In 1963, I was on a 44-foot seiner that had just arrived from Prince William Sound and was now in Puget Sound. We only made one set since we as an Alaskan seiner had a net length that was not legal down south. And since our net was shorter that those on boats that were over 65 feet long, we could get into very shallow water off Whidbey Island north of Seattle. After the set we figured we should probably give up such fishing, but it took us two hours to bring in over 4000 fish. There were more fish but they were spilling over the net before we could get them all aboard and into the hold. I am now looking at the picture I took of the salmon filled to about a foot from the top. Fun life. I was 18 years old.Glad I had 7 seasons of it. Thanks for your video. Brings back memories.
Great hall on the pink salmon that will feed a lot of people. Southeast Alaska at its best .over 13 million fish and the fishing Industry only taks less than 1% of the fish .to feed the world .hard working men without dresses and pink hair. hats off to the true man and the abundance of fish God gave us . Bone apatite.
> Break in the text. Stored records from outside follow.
//! Typed accessors over the loosely-typed mutation property bag.
//!
//! Mutation properties arrive as a JSON object. The accessors never fail:
//! absence and unparseable input are signalled by sentinel values (empty
//! string, the sentinel date, decimal zero) which downstream precondition
//! checks interpret.

use chrono::NaiveDate;
use rust_decimal::prelude::FromPrimitive;
use rust_decimal::Decimal;
use serde_json::{Map, Value};

/// The sentinel returned by [`Properties::date`] for absent or unparseable
/// dates.
pub fn invalid_date() -> NaiveDate {
    NaiveDate::from_ymd_opt(1, 1, 1).expect("0001-01-01 is a valid date")
}

/// Borrowing view over a mutation's property object.
#[derive(Debug, Clone, Copy)]
pub struct Properties<'a> {
    bag: &'a Map<String, Value>,
}

impl<'a> Properties<'a> {
    pub fn new(bag: &'a Map<String, Value>) -> Self {
        Properties { bag }
    }

    /// The value coerced to a string; absent or null becomes `""`.
    pub fn string(&self, key: &str) -> String {
        match self.bag.get(key) {
            Some(Value::String(s)) => s.clone(),
            Some(Value::Number(n)) => n.to_string(),
            Some(Value::Bool(b)) => b.to_string(),
            _ => String::new(),
        }
    }

    /// `None` when the key is absent or the coerced value is empty.
    pub fn nullable_string(&self, key: &str) -> Option<String> {
        let value = self.string(key);
        if value.is_empty() {
            None
        } else {
            Some(value)
        }
    }

    /// An ISO calendar date; absent or unparseable input yields the
    /// sentinel [`invalid_date`].
    pub fn date(&self, key: &str) -> NaiveDate {
        self.nullable_date(key).unwrap_or_else(invalid_date)
    }

    /// `None` when the key is absent or the value does not parse as an ISO
    /// calendar date.
    pub fn nullable_date(&self, key: &str) -> Option<NaiveDate> {
        match self.bag.get(key) {
            Some(Value::String(s)) => s.trim().parse::<NaiveDate>().ok(),
            _ => None,
        }
    }

    /// A decimal number from a JSON integer, float, or numeric string;
    /// absent or invalid input yields zero.
    pub fn decimal(&self, key: &str) -> Decimal {
        match self.bag.get(key) {
            Some(Value::Number(n)) => {
                if let Some(i) = n.as_i64() {
                    Decimal::from(i)
                } else if let Some(u) = n.as_u64() {
                    Decimal::from(u)
                } else {
                    n.as_f64()
                        .and_then(Decimal::from_f64)
                        .unwrap_or(Decimal::ZERO)
                }
            }
            Some(Value::String(s)) => s.trim().parse::<Decimal>().unwrap_or(Decimal::ZERO),
            _ => Decimal::ZERO,
        }
    }
}
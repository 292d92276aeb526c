//! Evaluation context and cooperative cancellation.

use std::sync::atomic::{AtomicBool, Ordering};
use std::sync::Arc;

use chrono::{NaiveDate, Utc};

use crate::accrual::AccrualRateProvider;

/// Cooperative cancellation flag, checked by the engine at mutation
/// boundaries. Cloning shares the underlying flag.
#[derive(Debug, Clone, Default)]
pub struct CancelFlag(Arc<AtomicBool>);

impl CancelFlag {
    pub fn new() -> Self {
        CancelFlag::default()
    }

    pub fn cancel(&self) {
        self.0.store(true, Ordering::Relaxed);
    }

    pub fn is_cancelled(&self) -> bool {
        self.0.load(Ordering::Relaxed)
    }
}

/// Ambient inputs for one evaluation run.
///
/// `today` anchors the birth-date-in-the-future check and is injectable so
/// tests stay deterministic.
pub struct EvalContext<'a> {
    pub today: NaiveDate,
    pub rates: &'a dyn AccrualRateProvider,
    pub cancel: Option<&'a CancelFlag>,
}

impl<'a> EvalContext<'a> {
    /// Context anchored at the current UTC calendar date.
    pub fn new(rates: &'a dyn AccrualRateProvider) -> Self {
        EvalContext {
            today: Utc::now().date_naive(),
            rates,
            cancel: None,
        }
    }

    pub fn with_today(mut self, today: NaiveDate) -> Self {
        self.today = today;
        self
    }

    pub fn with_cancel(mut self, cancel: &'a CancelFlag) -> Self {
        self.cancel = Some(cancel);
        self
    }
}
//! HTTP route handlers.

use std::sync::Arc;

use axum::extract::State;
use axum::http::StatusCode;
use axum::response::IntoResponse;
use axum::Json;

use pensum_core::{CalculationRequest, RequestError};
use pensum_eval::EvalContext;

use super::problem;
use super::state::AppState;

/// Fallback handler for unmatched routes.
pub(crate) async fn handle_not_found() -> impl IntoResponse {
    problem(StatusCode::NOT_FOUND, "not found")
}

/// GET /health
pub(crate) async fn handle_health() -> impl IntoResponse {
    let body = serde_json::json!({
        "status": "ok",
        "version": env!("CARGO_PKG_VERSION"),
    });
    (StatusCode::OK, Json(body))
}

/// A problem document enumerating the fields a request was rejected for.
fn validation_problem(error: &RequestError) -> impl IntoResponse {
    let body = serde_json::json!({
        "type": "about:blank",
        "title": "invalid calculation request",
        "status": StatusCode::BAD_REQUEST.as_u16(),
        "invalid_fields": error.problems,
    });
    (StatusCode::BAD_REQUEST, Json(body))
}

/// POST /calculation-requests
///
/// Business validation never reaches 4xx: once the document parses and
/// validates, the response is 200 and the outcome field carries
/// SUCCESS/FAILURE. The synchronous engine runs inside `spawn_blocking`.
pub(crate) async fn handle_calculate(
    State(state): State<Arc<AppState>>,
    body: String,
) -> impl IntoResponse {
    let document: serde_json::Value = match serde_json::from_str(&body) {
        Ok(value) => value,
        Err(e) => {
            return problem(
                StatusCode::BAD_REQUEST,
                &format!("malformed JSON body: {}", e),
            )
            .into_response()
        }
    };

    let request = match CalculationRequest::from_json(&document) {
        Ok(request) => request,
        Err(e) => return validation_problem(&e).into_response(),
    };

    let rates = state.rates.clone();
    let result = tokio::task::spawn_blocking(move || {
        let ctx = EvalContext::new(rates.as_ref());
        pensum_eval::evaluate_request(&request, &ctx)
    })
    .await;

    match result {
        Ok(Ok(response)) => (StatusCode::OK, Json(response)).into_response(),
        Ok(Err(e)) => {
            tracing::error!(error = %e, "evaluation failed");
            problem(StatusCode::INTERNAL_SERVER_ERROR, "internal error").into_response()
        }
        Err(e) => {
            tracing::error!(error = %e, "evaluation task panicked");
            problem(StatusCode::INTERNAL_SERVER_ERROR, "internal error").into_response()
        }
    }
}
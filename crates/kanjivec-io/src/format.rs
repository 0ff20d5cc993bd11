//! Image format detection
//!
//! Detects glyph image formats by examining magic numbers in the file
//! header.

use crate::{IoError, IoResult};
use std::fs::File;
use std::io::Read;
use std::path::Path;

/// Magic numbers for image format detection
mod magic {
    /// PNG: 89 50 4E 47 0D 0A 1A 0A
    pub const PNG: &[u8] = &[0x89, 0x50, 0x4E, 0x47, 0x0D, 0x0A, 0x1A, 0x0A];

    /// PBM ASCII
    pub const PBM_ASCII: &[u8] = b"P1";

    /// PBM binary
    pub const PBM_BINARY: &[u8] = b"P4";
}

/// Glyph image file format
#[derive(Debug, Clone, Copy, PartialEq, Eq, Hash)]
pub enum GlyphFormat {
    /// PNG format
    Png,
    /// PBM (portable bitmap), ASCII or binary
    Pnm,
}

impl GlyphFormat {
    /// Get the conventional file extension for this format.
    pub fn extension(self) -> &'static str {
        match self {
            Self::Png => "png",
            Self::Pnm => "pbm",
        }
    }
}

/// Detect the image format of a file.
pub fn detect_format<P: AsRef<Path>>(path: P) -> IoResult<GlyphFormat> {
    let mut file = File::open(path).map_err(IoError::Io)?;
    let mut header = [0u8; 8];
    let bytes_read = file.read(&mut header).map_err(IoError::Io)?;
    detect_format_from_bytes(&header[..bytes_read])
}

/// Detect the image format from leading bytes.
pub fn detect_format_from_bytes(data: &[u8]) -> IoResult<GlyphFormat> {
    if data.len() < 2 {
        return Err(IoError::InvalidData(
            "not enough data to detect format".to_string(),
        ));
    }

    if data.starts_with(magic::PNG) {
        return Ok(GlyphFormat::Png);
    }

    if data.starts_with(magic::PBM_ASCII) || data.starts_with(magic::PBM_BINARY) {
        return Ok(GlyphFormat::Pnm);
    }

    Err(IoError::UnsupportedFormat(format!(
        "unrecognized magic bytes: {:02X?}",
        &data[..data.len().min(8)]
    )))
}
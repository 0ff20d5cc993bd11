//! Windowed feature-vector aggregation
//!
//! Slides a 16x16 window across the 64x64 direction map in 8-pixel
//! steps (7x7 = 49 window positions) and, per window, accumulates
//! bucket counts in four nested zones weighted from the center out.
//! The window order (rows outer, columns inner) and the per-window
//! bucket order fix the layout of the resulting 196-entry vector, which
//! must stay stable across releases for training databases to remain
//! usable.

use crate::direction::{Bucket, DirectionMap};
use crate::error::{ExtractError, ExtractResult};
use crate::{direction_map, extract_contour};
use kanjivec_core::{Bitmap, FEATURE_DIM, FeatureVector, GLYPH_SIZE};

/// Window edge length in pixels.
const WINDOW: u32 = 16;
/// Horizontal/vertical distance between window origins.
const STEP: u32 = 8;
/// Window positions per axis.
const GRID: u32 = (GLYPH_SIZE - WINDOW) / STEP + 1;

/// Nested sub-regions of a feature window, innermost first.
///
/// Zone membership is decided by the first matching range test, so each
/// local pixel belongs to exactly one zone. Counts are kept in an array
/// indexed by this enum; the zones never alias.
#[derive(Debug, Clone, Copy, PartialEq, Eq)]
#[repr(usize)]
enum Zone {
    /// Innermost 4x4 square, weight 4
    Core = 0,
    /// 8x8 square around the core, weight 3
    Inner = 1,
    /// 12x12 square around that, weight 2
    Outer = 2,
    /// Remaining border of the window, weight 1
    Ring = 3,
}

impl Zone {
    const COUNT: usize = 4;

    /// Classify a local window coordinate, innermost zone first.
    fn for_local(xp: u32, yp: u32) -> Zone {
        let within = |lo, hi| xp >= lo && xp <= hi && yp >= lo && yp <= hi;
        if within(6, 9) {
            Zone::Core
        } else if within(4, 11) {
            Zone::Inner
        } else if within(2, 13) {
            Zone::Outer
        } else {
            Zone::Ring
        }
    }

    /// Aggregation weight of this zone.
    fn weight(self) -> u32 {
        match self {
            Zone::Core => 4,
            Zone::Inner => 3,
            Zone::Outer => 2,
            Zone::Ring => 1,
        }
    }
}

/// Aggregate a 64x64 direction map into a 196-entry feature vector.
///
/// # Errors
///
/// Returns [`ExtractError::WrongGlyphSize`] if the map is not 64x64.
pub fn features_from_directions(map: &DirectionMap) -> ExtractResult<FeatureVector> {
    if map.width() != GLYPH_SIZE || map.height() != GLYPH_SIZE {
        return Err(ExtractError::WrongGlyphSize {
            width: map.width(),
            height: map.height(),
        });
    }

    let mut features = Vec::with_capacity(FEATURE_DIM);

    for wy in (0..GRID).map(|i| i * STEP) {
        for wx in (0..GRID).map(|i| i * STEP) {
            let mut counts = [[0u32; Bucket::COUNT]; Zone::COUNT];

            for yp in 0..WINDOW {
                for xp in 0..WINDOW {
                    let Some(dir) = map.get(wx + xp, wy + yp) else {
                        continue;
                    };
                    let zone = Zone::for_local(xp, yp);
                    for &bucket in dir.buckets() {
                        counts[zone as usize][bucket as usize] += 1;
                    }
                }
            }

            for bucket in 0..Bucket::COUNT {
                let weighted = [Zone::Core, Zone::Inner, Zone::Outer, Zone::Ring]
                    .into_iter()
                    .map(|zone| zone.weight() * counts[zone as usize][bucket])
                    .sum();
                features.push(weighted);
            }
        }
    }

    debug_assert_eq!(features.len(), FEATURE_DIM);
    Ok(FeatureVector::new(features))
}

/// Compute the feature vector of a 64x64 glyph.
///
/// This is the full pipeline used for both training and recognition:
/// contour extraction, per-pixel direction classification, windowed
/// aggregation.
///
/// # Errors
///
/// Returns [`ExtractError::WrongGlyphSize`] if the glyph is not 64x64.
pub fn feature_vector(glyph: &Bitmap) -> ExtractResult<FeatureVector> {
    if glyph.width() != GLYPH_SIZE || glyph.height() != GLYPH_SIZE {
        return Err(ExtractError::WrongGlyphSize {
            width: glyph.width(),
            height: glyph.height(),
        });
    }

    let contour = extract_contour(glyph);
    let map = direction_map(&contour);
    features_from_directions(&map)
}

#[cfg(test)]
mod tests {
    use super::*;

    #[test]
    fn test_grid_constants() {
        assert_eq!(GRID, 7);
        assert_eq!((GRID * GRID) as usize * Bucket::COUNT, FEATURE_DIM);
    }

    #[test]
    fn test_zone_precedence() {
        assert_eq!(Zone::for_local(7, 8), Zone::Core);
        assert_eq!(Zone::for_local(6, 9), Zone::Core);
        assert_eq!(Zone::for_local(5, 7), Zone::Inner);
        assert_eq!(Zone::for_local(4, 11), Zone::Inner);
        assert_eq!(Zone::for_local(2, 2), Zone::Outer);
        assert_eq!(Zone::for_local(13, 6), Zone::Outer);
        assert_eq!(Zone::for_local(0, 0), Zone::Ring);
        assert_eq!(Zone::for_local(15, 7), Zone::Ring);
        assert_eq!(Zone::for_local(1, 14), Zone::Ring);
    }

    #[test]
    fn test_blank_glyph_zero_vector() {
        let blank = Bitmap::new(GLYPH_SIZE, GLYPH_SIZE).unwrap();
        let v = feature_vector(&blank).unwrap();
        assert_eq!(v.len(), FEATURE_DIM);
        assert!(v.values().iter().all(|&c| c == 0));
    }

    #[test]
    fn test_wrong_size_rejected() {
        let small = Bitmap::new(32, 64).unwrap();
        assert!(matches!(
            feature_vector(&small),
            Err(ExtractError::WrongGlyphSize {
                width: 32,
                height: 64
            })
        ));
    }

    #[test]
    fn test_single_stroke_counts() {
        // 1px horizontal stroke at y = 32, x in 8..=23. The contour is
        // the stroke itself; its interior pixels (x in 9..=22) classify
        // as Horizontal, the two endpoints stay unclassified.
        let mut glyph = Bitmap::new(GLYPH_SIZE, GLYPH_SIZE).unwrap();
        for x in 8..24 {
            glyph.set(x, 32, true).unwrap();
        }
        let v = feature_vector(&glyph).unwrap();
        assert_eq!(v.len(), FEATURE_DIM);

        // Window at (wx=8, wy=24): the stroke crosses at yp=8, xp in
        // 1..=14. Zones along that row: xp 1,14 -> Ring, xp 2,3,12,13 ->
        // Outer, xp 4,5,10,11 -> Inner, xp 6..=9 -> Core. Weighted
        // horizontal count: 4*4 + 3*4 + 2*4 + 1*2 = 38.
        let window_index = (3 * GRID + 1) as usize;
        let entry = window_index * Bucket::COUNT;
        assert_eq!(v.values()[entry], 38);
        // No vertical or diagonal contributions in that window
        assert_eq!(&v.values()[entry + 1..entry + 4], &[0, 0, 0]);
    }

    #[test]
    fn test_vector_layout_row_major() {
        // A short vertical stroke near the bottom-right corner shows up
        // only in late windows, pinning the wy-outer/wx-inner order.
        let mut glyph = Bitmap::new(GLYPH_SIZE, GLYPH_SIZE).unwrap();
        for y in 52..60 {
            glyph.set(56, y, true).unwrap();
        }
        let v = feature_vector(&glyph).unwrap();

        let first_nonzero = v.values().iter().position(|&c| c != 0).unwrap();
        // Stroke pixels sit at x=56, y in 53..=58 (endpoints excluded).
        // The earliest window containing any of them starts at
        // (wx=48, wy=40): window index 5*7 + 6 = 41.
        assert_eq!(first_nonzero / Bucket::COUNT, 41);
        // All contributions are vertical
        assert_eq!(first_nonzero % Bucket::COUNT, Bucket::Vertical as usize);
    }
}
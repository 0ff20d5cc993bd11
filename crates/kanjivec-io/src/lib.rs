//! kanjivec-io - Glyph image file I/O
//!
//! Reads and writes the binary glyph rasters the recognizer consumes.
//! Supported formats:
//!
//! - PBM P1/P4 (always available)
//! - PNG (feature `png-format`, enabled by default)
//!
//! Decoders own the translation from color data to the 1-bpp ink mask:
//! a pixel is background only when every color sample is at full
//! brightness. The core crates never see color.

pub mod error;
pub mod format;
pub mod pnm;
#[cfg(feature = "png-format")]
pub mod png;

pub use error::{IoError, IoResult};
pub use format::{GlyphFormat, detect_format, detect_format_from_bytes};

use kanjivec_core::Bitmap;
use std::fs::File;
use std::io::{BufReader, BufWriter};
use std::path::Path;

/// Read a glyph image, detecting the format from its magic bytes.
pub fn read_glyph<P: AsRef<Path>>(path: P) -> IoResult<Bitmap> {
    let path = path.as_ref();
    let format = detect_format(path)?;
    let reader = BufReader::new(File::open(path)?);

    match format {
        GlyphFormat::Pnm => pnm::read_pnm(reader),
        #[cfg(feature = "png-format")]
        GlyphFormat::Png => png::read_png(reader),
        #[cfg(not(feature = "png-format"))]
        GlyphFormat::Png => Err(IoError::UnsupportedFormat(
            "PNG support not compiled in (enable the png-format feature)".to_string(),
        )),
    }
}

/// Write a glyph image in the given format.
pub fn write_glyph<P: AsRef<Path>>(
    bitmap: &Bitmap,
    path: P,
    format: GlyphFormat,
) -> IoResult<()> {
    let writer = BufWriter::new(File::create(path)?);

    match format {
        GlyphFormat::Pnm => pnm::write_pnm(bitmap, writer),
        #[cfg(feature = "png-format")]
        GlyphFormat::Png => png::write_png(bitmap, writer),
        #[cfg(not(feature = "png-format"))]
        GlyphFormat::Png => Err(IoError::UnsupportedFormat(
            "PNG support not compiled in (enable the png-format feature)".to_string(),
        )),
    }
}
Really loved this video!!!Fantastic quality of the film. Fascinating look into the exciting, but very dangerous profession of salmon fishing.Thank,you, Stanley!!!😄😄😄😄Please post some more videos!!!😄😄😄
Yes, AFK hatcheries derby. Had a hard time rolling the net because it was on bottom. We were in about 10 to 14 feet. Biggest set that day was 430000 pounds, took the tender 6 hours to pump it. Unfortunately it wasn't our set.
@@berdac8676 lol. My captains been seigning for 60 years, ive been fishing 10 years..... what happened was the net got under the boat in 10 feet of water it's a problem.
Not really, not plate worthy, definitely can worthy. This was a early run of 70 percent males. They usually don't let us in this area in particular unless it's to high male ratio for brood stock.
There're hatchery fish. In this case the male to female ration was way to high, so we harvest them. Later the male to female eation is 1 to 1 and the hatchery harvest the brood stock, fetalize the eggs.
@Stanley Duncan I enjoy watching different types of fishing (mostly angling). Looked like a good haul. I wonder if in Canada that seineing for Atlantic salmon is a possibility? I live in western New York and fish lake Ontario. I wish our Atlantic stocks would recover enough for that.
I think most salmon is gill netted, it makes for better table fair. Seining crushes the fish. Most of our pinks are destined for cans, not that we don't get bicatch of sock eye, silvers and kings. The Kings on the copper are gill netted. We caught a few sharks, halibut ect.